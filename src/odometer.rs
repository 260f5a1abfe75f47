//! Distance integration - odometer and trip meter.
//!
//! Speed samples (km/h) are integrated over the elapsed time between
//! ticks into a fractional meter remainder. Only whole meters are flushed
//! into the integer totals, so the persisted counters never carry
//! floating-point drift; the bounded remainder holds all fractional error.
//!
//! Invariants:
//!   - `remainder` stays in `[0, 1)` meter.
//!   - `total_m` never decreases; `trip_m <= total_m`.
//!   - The first tick after (re)start only primes the clock.

use crate::config::{ClusterConfig, MAX_SPEED_KMH};

/// Milliseconds per hour, for km/h × ms → m conversion.
const MS_PER_HOUR: f32 = 3_600.0;

/// Anything that owns a resettable trip meter.
pub trait TripReset {
    fn reset_trip(&mut self);
}

/// Result of a single `advance` call.
#[derive(Clone, Copy, Debug, PartialEq, Eq, Default)]
#[cfg_attr(feature = "defmt", derive(defmt::Format))]
pub struct AdvanceOutcome {
    /// Trip distance after this tick (m).
    pub trip_m: u32,
    /// Odometer total after this tick (m).
    pub total_m: u64,
    /// Whole meters flushed into the totals during this tick.
    pub delta_m: u64,
    /// Sanitized speed for this tick was zero.
    pub stationary: bool,
}

/// Integrates speed over time into odometer and trip totals.
#[derive(Clone, Debug)]
pub struct DistanceAccumulator {
    total_m: u64,
    trip_m: u32,
    remainder_m: f32,
    last_ms: Option<u64>,
    meters_per_km: u64,
}

impl DistanceAccumulator {
    /// Create an accumulator at zero distance.
    pub const fn new(config: &ClusterConfig) -> Self {
        Self {
            total_m: 0,
            trip_m: 0,
            remainder_m: 0.0,
            last_ms: None,
            meters_per_km: config.meters_per_km,
        }
    }

    /// Seed totals loaded from storage. Trip is clamped to the total.
    ///
    /// The clock is unprimed again, so the next `advance` only records
    /// its timestamp.
    pub fn restore(&mut self, total_m: u64, trip_m: u32) {
        self.total_m = total_m;
        self.trip_m = if u64::from(trip_m) > total_m {
            crate::log_warn!("Odometer: stored trip {} exceeds total {}", trip_m, total_m);
            total_m as u32
        } else {
            trip_m
        };
        self.remainder_m = 0.0;
        self.last_ms = None;
    }

    /// Integrate `speed_kmh` over the time since the previous call.
    ///
    /// Negative, non-finite and implausibly high speeds count as
    /// standstill. A timestamp older than the previous one counts as zero
    /// elapsed time.
    pub fn advance(&mut self, speed_kmh: f32, now_ms: u64) -> AdvanceOutcome {
        let speed = sanitize_speed(speed_kmh);
        if speed != speed_kmh {
            crate::log_debug!("Odometer: invalid speed sample clamped to 0");
        }

        let elapsed_ms = match self.last_ms {
            None => {
                self.last_ms = Some(now_ms);
                return self.outcome(0, speed);
            }
            Some(last) if now_ms < last => {
                crate::log_warn!("Odometer: clock went backwards {} -> {}", last, now_ms);
                0
            }
            Some(last) => now_ms - last,
        };
        self.last_ms = Some(now_ms);

        if speed > 0.0 && elapsed_ms > 0 {
            self.remainder_m += speed * elapsed_ms as f32 / MS_PER_HOUR;
        }

        // remainder - trunc(remainder) is exact in binary floating point,
        // so the flush neither loses nor duplicates distance.
        let whole = self.remainder_m as u64;
        if whole > 0 {
            self.remainder_m -= whole as f32;
            if !(0.0..1.0).contains(&self.remainder_m) {
                // Cast saturated; distance past u64::MAX cannot be counted.
                self.remainder_m = 0.0;
            }
            self.total_m = self.total_m.saturating_add(whole);
            self.trip_m = self
                .trip_m
                .saturating_add(u32::try_from(whole).unwrap_or(u32::MAX));
        }

        self.outcome(whole, speed)
    }

    fn outcome(&self, delta_m: u64, speed: f32) -> AdvanceOutcome {
        AdvanceOutcome {
            trip_m: self.trip_m,
            total_m: self.total_m,
            delta_m,
            stationary: speed == 0.0,
        }
    }

    /// Odometer total (m).
    pub fn total_m(&self) -> u64 {
        self.total_m
    }

    /// Trip distance (m).
    pub fn trip_m(&self) -> u32 {
        self.trip_m
    }

    /// Fractional meter not yet flushed into the totals.
    pub fn remainder_m(&self) -> f32 {
        self.remainder_m
    }

    /// Odometer display value: whole kilometers, truncated.
    pub fn odometer_km(&self) -> u64 {
        self.total_m / self.meters_per_km
    }

    /// Trip display value in tenths of a kilometer, truncated.
    pub fn trip_tenths(&self) -> u32 {
        (u64::from(self.trip_m) / (self.meters_per_km / 10)) as u32
    }

    /// Trip display value in kilometers with one decimal.
    pub fn trip_km(&self) -> f32 {
        self.trip_tenths() as f32 / 10.0
    }
}

impl TripReset for DistanceAccumulator {
    /// Zero the trip meter. Odometer total and remainder are untouched.
    fn reset_trip(&mut self) {
        self.trip_m = 0;
    }
}

/// Clamp a raw speed sample to a usable value. NaN, infinities, negative
/// speeds and anything above `MAX_SPEED_KMH` become 0 (standstill).
pub fn sanitize_speed(speed_kmh: f32) -> f32 {
    if speed_kmh > 0.0 && speed_kmh <= MAX_SPEED_KMH {
        speed_kmh
    } else {
        0.0
    }
}

#[cfg(test)]
mod tests {
    use super::*;

    fn accumulator() -> DistanceAccumulator {
        DistanceAccumulator::new(&ClusterConfig::default())
    }

    /// xorshift64 - deterministic sample sequences without an RNG crate.
    struct XorShift(u64);

    impl XorShift {
        fn next(&mut self) -> u64 {
            let mut x = self.0;
            x ^= x << 13;
            x ^= x >> 7;
            x ^= x << 17;
            self.0 = x;
            x
        }

        fn below(&mut self, bound: u64) -> u64 {
            self.next() % bound
        }
    }

    #[test]
    fn first_tick_only_primes_clock() {
        let mut acc = accumulator();
        let out = acc.advance(100.0, 5_000);
        assert_eq!(out.total_m, 0);
        assert_eq!(out.delta_m, 0);
        assert_eq!(acc.remainder_m(), 0.0);
    }

    #[test]
    fn integrates_speed_over_elapsed_time() {
        let mut acc = accumulator();
        acc.advance(36.0, 0);
        // 36 km/h = 10 m/s, for 1 s
        let out = acc.advance(36.0, 1_000);
        assert_eq!(out.total_m, 10);
        assert_eq!(out.trip_m, 10);
        assert_eq!(out.delta_m, 10);
        assert!(!out.stationary);
    }

    #[test]
    fn fractional_meters_carry_across_ticks() {
        let mut acc = accumulator();
        acc.advance(18.0, 0);
        // 18 km/h = 5 m/s -> 0.5 m per 100 ms
        let out = acc.advance(18.0, 100);
        assert_eq!(out.total_m, 0);
        assert!((acc.remainder_m() - 0.5).abs() < 1e-6);

        let out = acc.advance(18.0, 200);
        assert_eq!(out.total_m, 1);
        assert_eq!(out.delta_m, 1);
        assert!(acc.remainder_m() < 1e-6);
    }

    #[test]
    fn negative_and_nan_speed_count_as_standstill() {
        let mut acc = accumulator();
        acc.advance(0.0, 0);
        for (i, speed) in [-20.0, f32::NAN, f32::INFINITY, f32::NEG_INFINITY]
            .into_iter()
            .enumerate()
        {
            let out = acc.advance(speed, (i as u64 + 1) * 1_000);
            assert_eq!(out.total_m, 0);
            assert!(out.stationary);
        }
        assert_eq!(acc.remainder_m(), 0.0);
    }

    #[test]
    fn absurd_speed_is_clamped() {
        let mut acc = accumulator();
        acc.advance(0.0, 0);
        let out = acc.advance(1e30, 10);
        assert_eq!(out.total_m, 0);
        assert!(out.stationary);

        let out = acc.advance(0.0, 20);
        assert_eq!(out.delta_m, 0);
        assert_eq!(acc.remainder_m(), 0.0);

        // The ceiling itself is still a valid sample: 400 km/h for 9 ms = 1 m.
        let out = acc.advance(MAX_SPEED_KMH, 29);
        assert_eq!(out.total_m, 1);
    }

    #[test]
    fn huge_elapsed_time_keeps_remainder_bounded() {
        let mut acc = accumulator();
        acc.advance(MAX_SPEED_KMH, 0);
        let out = acc.advance(MAX_SPEED_KMH, u64::MAX);
        assert!(out.total_m > 0);
        assert!(acc.remainder_m() >= 0.0 && acc.remainder_m() < 1.0);

        let out = acc.advance(0.0, u64::MAX);
        assert_eq!(out.delta_m, 0);
    }

    #[test]
    fn saturated_total_keeps_remainder_bounded() {
        let mut acc = accumulator();
        acc.restore(u64::MAX - 5, 0);
        acc.advance(MAX_SPEED_KMH, 0);
        acc.advance(MAX_SPEED_KMH, 3_600_000);
        assert_eq!(acc.total_m(), u64::MAX);
        assert!(acc.remainder_m() >= 0.0 && acc.remainder_m() < 1.0);
    }

    #[test]
    fn sanitize_speed_bounds() {
        assert_eq!(sanitize_speed(88.5), 88.5);
        assert_eq!(sanitize_speed(MAX_SPEED_KMH), MAX_SPEED_KMH);
        assert_eq!(sanitize_speed(MAX_SPEED_KMH + 1.0), 0.0);
        assert_eq!(sanitize_speed(-1.0), 0.0);
        assert_eq!(sanitize_speed(f32::NAN), 0.0);
        assert_eq!(sanitize_speed(f32::INFINITY), 0.0);
    }

    #[test]
    fn clock_regression_adds_no_distance() {
        let mut acc = accumulator();
        acc.advance(36.0, 10_000);
        let out = acc.advance(36.0, 5_000);
        assert_eq!(out.total_m, 0);

        // Integration resumes from the regressed timestamp.
        let out = acc.advance(36.0, 6_000);
        assert_eq!(out.total_m, 10);
    }

    #[test]
    fn reset_trip_keeps_total_and_remainder() {
        let mut acc = accumulator();
        acc.advance(36.0, 0);
        acc.advance(36.0, 1_050);
        let remainder = acc.remainder_m();

        acc.reset_trip();
        assert_eq!(acc.trip_m(), 0);
        assert_eq!(acc.trip_tenths(), 0);
        assert_eq!(acc.total_m(), 10);
        assert_eq!(acc.remainder_m(), remainder);

        acc.reset_trip();
        assert_eq!(acc.trip_m(), 0);
        assert_eq!(acc.total_m(), 10);
    }

    #[test]
    fn display_values_truncate() {
        let mut acc = accumulator();
        acc.restore(12_999, 1_299);
        assert_eq!(acc.odometer_km(), 12);
        assert_eq!(acc.trip_tenths(), 12);
        assert!((acc.trip_km() - 1.2).abs() < 1e-6);

        acc.restore(13_000, 1_300);
        assert_eq!(acc.odometer_km(), 13);
        assert_eq!(acc.trip_tenths(), 13);
    }

    #[test]
    fn restore_clamps_trip_and_unprimes_clock() {
        let mut acc = accumulator();
        acc.advance(50.0, 0);
        acc.restore(500, 900);
        assert_eq!(acc.total_m(), 500);
        assert_eq!(acc.trip_m(), 500);

        let out = acc.advance(36.0, 60_000);
        assert_eq!(out.total_m, 500);
    }

    #[test]
    fn totals_monotonic_and_trip_tracks_since_reset() {
        let mut rng = XorShift(0x9E37_79B9_7F4A_7C15);
        let mut acc = accumulator();
        let mut now = 0u64;
        acc.advance(0.0, now);

        let mut last_total = 0;
        let mut total_at_reset = 0;
        for step in 0..20_000 {
            now += rng.below(200);
            let speed = rng.below(2_500) as f32 / 10.0;
            let out = acc.advance(speed, now);
            assert!(out.total_m >= last_total);
            assert!(u64::from(out.trip_m) <= out.total_m);
            assert_eq!(u64::from(out.trip_m), out.total_m - total_at_reset);
            last_total = out.total_m;

            if step % 5_000 == 4_999 {
                acc.reset_trip();
                total_at_reset = acc.total_m();
            }
        }
    }

    #[test]
    fn fractional_conservation_against_reference_integral() {
        let mut rng = XorShift(0x0123_4567_89AB_CDEF);
        let mut acc = accumulator();
        let mut now = 0u64;
        acc.advance(0.0, now);

        let ticks = 50_000;
        let mut reference_m = 0.0f64;
        for _ in 0..ticks {
            let dt = 1 + rng.below(100);
            now += dt;
            let speed = rng.below(3_000) as f32 / 10.0;
            reference_m += f64::from(speed) * dt as f64 / 3_600.0;
            acc.advance(speed, now);
        }

        let integrated = acc.total_m() as f64 + f64::from(acc.remainder_m());
        // Per-tick f32 rounding on deltas below ~8.4 m.
        let tolerance = ticks as f64 * 1e-6;
        assert!(
            (integrated - reference_m).abs() <= tolerance,
            "integrated {integrated} vs reference {reference_m}"
        );
        assert!(acc.remainder_m() >= 0.0 && acc.remainder_m() < 1.0);
    }
}
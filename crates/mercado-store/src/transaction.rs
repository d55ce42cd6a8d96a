//! # Read-Then-Write Transactions
//!
//! Optimistic concurrency on top of [`DocumentStore::commit`]. Every read
//! made through a [`Transaction`] becomes a precondition on the final commit,
//! so if anything read has changed by commit time the whole unit aborts with
//! `Conflict` and nothing is written. No locks are held between read and
//! commit.
//!
//! ```text
//!   tx.get(products/p1)  ─► v7  ─┐
//!   tx.get(clients/c9)   ─► v3  ─┤ preconditions
//!   tx.update(products/p1, ..)   │
//!   tx.update(clients/c9, ..)    │ writes
//!   tx.commit() ─────────────────┴─► store.commit(Commit { .. })
//! ```
//!
//! Reads must precede writes. A read after the first staged write is
//! rejected because it could observe neither the staged nor the committed
//! state consistently.

use std::collections::HashMap;

use serde::de::DeserializeOwned;
use serde::Serialize;
use serde_json::{Map, Value};
use tracing::debug;

use crate::error::{StoreError, StoreResult};
use crate::model::{to_body, Collection, Commit, CommitReceipt, Document, Precondition, WriteOp};
use crate::store::DocumentStore;

pub struct Transaction<'a> {
    store: &'a dyn DocumentStore,
    reads: HashMap<(Collection, String), Option<Document>>,
    commit: Commit,
}

impl<'a> Transaction<'a> {
    pub fn new(store: &'a dyn DocumentStore) -> Self {
        Self {
            store,
            reads: HashMap::new(),
            commit: Commit::new(),
        }
    }

    /// Reads a document and pins its version. Repeated reads are served from
    /// the transaction's own read set.
    pub async fn get(&mut self, collection: Collection, id: &str) -> StoreResult<Option<Document>> {
        let key = (collection, id.to_string());
        if let Some(cached) = self.reads.get(&key) {
            return Ok(cached.clone());
        }
        if !self.commit.writes.is_empty() {
            return Err(StoreError::Internal(
                "transaction reads must happen before writes".to_string(),
            ));
        }
        let doc = self.store.get(collection, id).await?;
        self.reads.insert(key, doc.clone());
        Ok(doc)
    }

    /// Reads and decodes a record.
    pub async fn get_record<T: DeserializeOwned>(
        &mut self,
        collection: Collection,
        id: &str,
    ) -> StoreResult<Option<T>> {
        match self.get(collection, id).await? {
            Some(doc) => Ok(Some(doc.decode()?)),
            None => Ok(None),
        }
    }

    pub fn set(&mut self, collection: Collection, id: impl Into<String>, data: Map<String, Value>) {
        self.commit.writes.push(WriteOp::Set {
            collection,
            id: id.into(),
            data,
        });
    }

    /// Stages a full record write.
    pub fn set_record<T: Serialize>(
        &mut self,
        collection: Collection,
        id: impl Into<String>,
        record: &T,
    ) -> StoreResult<()> {
        let body = to_body(record)?;
        self.set(collection, id, body);
        Ok(())
    }

    pub fn update(&mut self, collection: Collection, id: impl Into<String>, fields: Map<String, Value>) {
        self.commit.writes.push(WriteOp::Update {
            collection,
            id: id.into(),
            fields,
        });
    }

    /// Stages a single-field update.
    pub fn update_field(
        &mut self,
        collection: Collection,
        id: impl Into<String>,
        field: &str,
        value: impl Into<Value>,
    ) {
        let mut fields = Map::new();
        fields.insert(field.to_string(), value.into());
        self.update(collection, id, fields);
    }

    pub fn delete(&mut self, collection: Collection, id: impl Into<String>) {
        self.commit.writes.push(WriteOp::Delete {
            collection,
            id: id.into(),
        });
    }

    pub fn write_count(&self) -> usize {
        self.commit.writes.len()
    }

    /// Builds the conditional commit without sending it.
    pub fn into_commit(self) -> Commit {
        let mut commit = self.commit;
        let mut reads: Vec<_> = self.reads.into_iter().collect();
        reads.sort_by(|a, b| a.0.cmp(&b.0));
        commit.preconditions = reads
            .into_iter()
            .map(|((collection, id), doc)| Precondition::from_read(collection, id, doc.as_ref()))
            .collect();
        commit
    }

    pub async fn commit(self) -> StoreResult<CommitReceipt> {
        let store = self.store;
        let commit = self.into_commit();
        debug!(
            store = %store.kind(),
            reads = commit.preconditions.len(),
            writes = commit.writes.len(),
            "Committing transaction"
        );
        store.commit(commit).await
    }
}
//! # Client Credit Ledger
//!
//! Debt payments. A payment reads the client's current debt and writes
//! `max(0, debt - amount)` together with an immutable [`ClientPayment`]
//! history record, in one conditional commit. A credit sale racing the
//! payment on the same client makes one of them retry against fresh state.
//!
//! Overpayment is absorbed: the debt stops at zero and the surplus is not
//! carried as a credit balance.

use chrono::Utc;
use mercado_core::decimal;
use mercado_core::validation::validate_payment_amount;
use mercado_core::{Capability, Client, ClientPayment, CoreError, WALK_IN_CLIENT_ID};
use mercado_store::{list_records, Collection, CommitReceipt, Transaction};
use mercado_sync::{SessionContext, Severity};
use tracing::{info, warn};
use uuid::Uuid;

use crate::error::EngineResult;
use crate::retry::with_conflict_retry;

#[derive(Debug, Clone)]
pub struct CreditLedger {
    ctx: SessionContext,
}

impl CreditLedger {
    pub fn new(ctx: SessionContext) -> Self {
        Self { ctx }
    }

    /// Registers a payment against a client's debt.
    pub async fn register_payment(&self, client_id: &str, amount: f64) -> EngineResult<ClientPayment> {
        match self.try_register(client_id, amount).await {
            Ok(payment) => {
                self.ctx.notify(
                    Severity::Success,
                    format!(
                        "Abono de {:.2} registrado. Deuda restante: {:.2}",
                        payment.amount, payment.new_debt
                    ),
                );
                Ok(payment)
            }
            Err(e) => {
                warn!(client_id, amount, code = e.code(), error = %e, "Payment failed");
                self.ctx
                    .notify(Severity::Error, format!("No se pudo registrar el abono: {e}"));
                Err(e)
            }
        }
    }

    async fn try_register(&self, client_id: &str, amount: f64) -> EngineResult<ClientPayment> {
        self.ctx.require(Capability::ManageClients).await?;
        validate_payment_amount(amount)?;

        if client_id == WALK_IN_CLIENT_ID {
            return Err(CoreError::ProtectedClient {
                action: "charged or credited".to_string(),
            }
            .into());
        }

        let (payment, receipt) = with_conflict_retry(self.ctx.engine(), "payment", || {
            self.attempt(client_id, amount)
        })
        .await?;

        self.ctx.after_commit(&receipt).await;
        info!(
            client_id,
            amount,
            old_debt = payment.old_debt,
            new_debt = payment.new_debt,
            "Payment registered"
        );
        Ok(payment)
    }

    async fn attempt(&self, client_id: &str, amount: f64) -> EngineResult<(ClientPayment, CommitReceipt)> {
        let mut tx = Transaction::new(self.ctx.store());
        let client: Client = tx
            .get_record(Collection::Clients, client_id)
            .await?
            .ok_or_else(|| CoreError::ClientNotFound(client_id.to_string()))?;

        let new_debt = decimal::sub(client.debt, amount).max(0.0);
        let payment = ClientPayment {
            id: Uuid::new_v4().to_string(),
            client_id: client_id.to_string(),
            amount,
            date: Utc::now(),
            old_debt: client.debt,
            new_debt,
        };

        tx.update_field(Collection::Clients, client_id, "debt", new_debt);
        tx.set_record(Collection::ClientPayments, payment.id.clone(), &payment)?;
        let receipt = tx.commit().await?;
        Ok((payment, receipt))
    }

    /// Payment history of one client, newest first.
    pub async fn history(&self, client_id: &str) -> EngineResult<Vec<ClientPayment>> {
        let mut payments: Vec<ClientPayment> =
            list_records(self.ctx.store(), Collection::ClientPayments).await?;
        payments.retain(|p| p.client_id == client_id);
        payments.sort_by(|a, b| b.date.cmp(&a.date));
        Ok(payments)
    }
}
//! # JSON Document Helpers
//!
//! Records are persisted as JSON objects. Two transformations are needed at
//! the storage boundary:
//!
//! - [`strip_nulls`] before writing: the remote store rejects undefined
//!   values, so absent optionals must not be sent as `null`.
//! - [`merge_over_defaults`] when reading the singleton config: stored
//!   fields win, but a field introduced after the record was saved still
//!   gets its default. Nested objects are merged key by key.

use serde::de::DeserializeOwned;
use serde::Serialize;
use serde_json::{Map, Value};

/// Removes every `null` member from objects, recursively.
///
/// Array elements are cleaned but never removed.
pub fn strip_nulls(value: Value) -> Value {
    match value {
        Value::Object(map) => Value::Object(
            map.into_iter()
                .filter(|(_, v)| !v.is_null())
                .map(|(k, v)| (k, strip_nulls(v)))
                .collect(),
        ),
        Value::Array(items) => Value::Array(items.into_iter().map(strip_nulls).collect()),
        other => other,
    }
}

/// Deep-merges `overlay` into `base`.
///
/// Objects merge per key; every other value in `overlay` replaces the one in
/// `base`. `null` in the overlay is ignored.
pub fn deep_merge(base: &mut Value, overlay: Value) {
    match (base, overlay) {
        (Value::Object(base_map), Value::Object(overlay_map)) => {
            for (key, value) in overlay_map {
                if value.is_null() {
                    continue;
                }
                match base_map.get_mut(&key) {
                    Some(existing) => deep_merge(existing, value),
                    None => {
                        base_map.insert(key, value);
                    }
                }
            }
        }
        (slot, value) => {
            if !value.is_null() {
                *slot = value;
            }
        }
    }
}

/// Reads `stored` as `T`, filling every missing field from `T::default()`.
///
/// A stored value of the wrong type for a field (e.g. a string where a number
/// is expected) is an error, not a silent default.
pub fn merge_over_defaults<T>(stored: Option<&Value>) -> Result<T, serde_json::Error>
where
    T: Serialize + DeserializeOwned + Default,
{
    let mut base = serde_json::to_value(T::default())?;
    if let Some(stored) = stored {
        deep_merge(&mut base, stored.clone());
    }
    serde_json::from_value(base)
}

/// Serializes a record into a storable object with nulls stripped.
pub fn to_document<T: Serialize>(record: &T) -> Result<Map<String, Value>, serde_json::Error> {
    match strip_nulls(serde_json::to_value(record)?) {
        Value::Object(map) => Ok(map),
        other => {
            let mut map = Map::new();
            map.insert("value".to_string(), other);
            Ok(map)
        }
    }
}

━━━

• EXERCISE GOAL:
Wherever the string "point" is found in the entries, copy the line it sits in.

• YOUR SOLUTION:
//! floating-point drift; the bounded remainder holds all fractional error.
        // remainder - trunc(remainder) is exact in binary floating point,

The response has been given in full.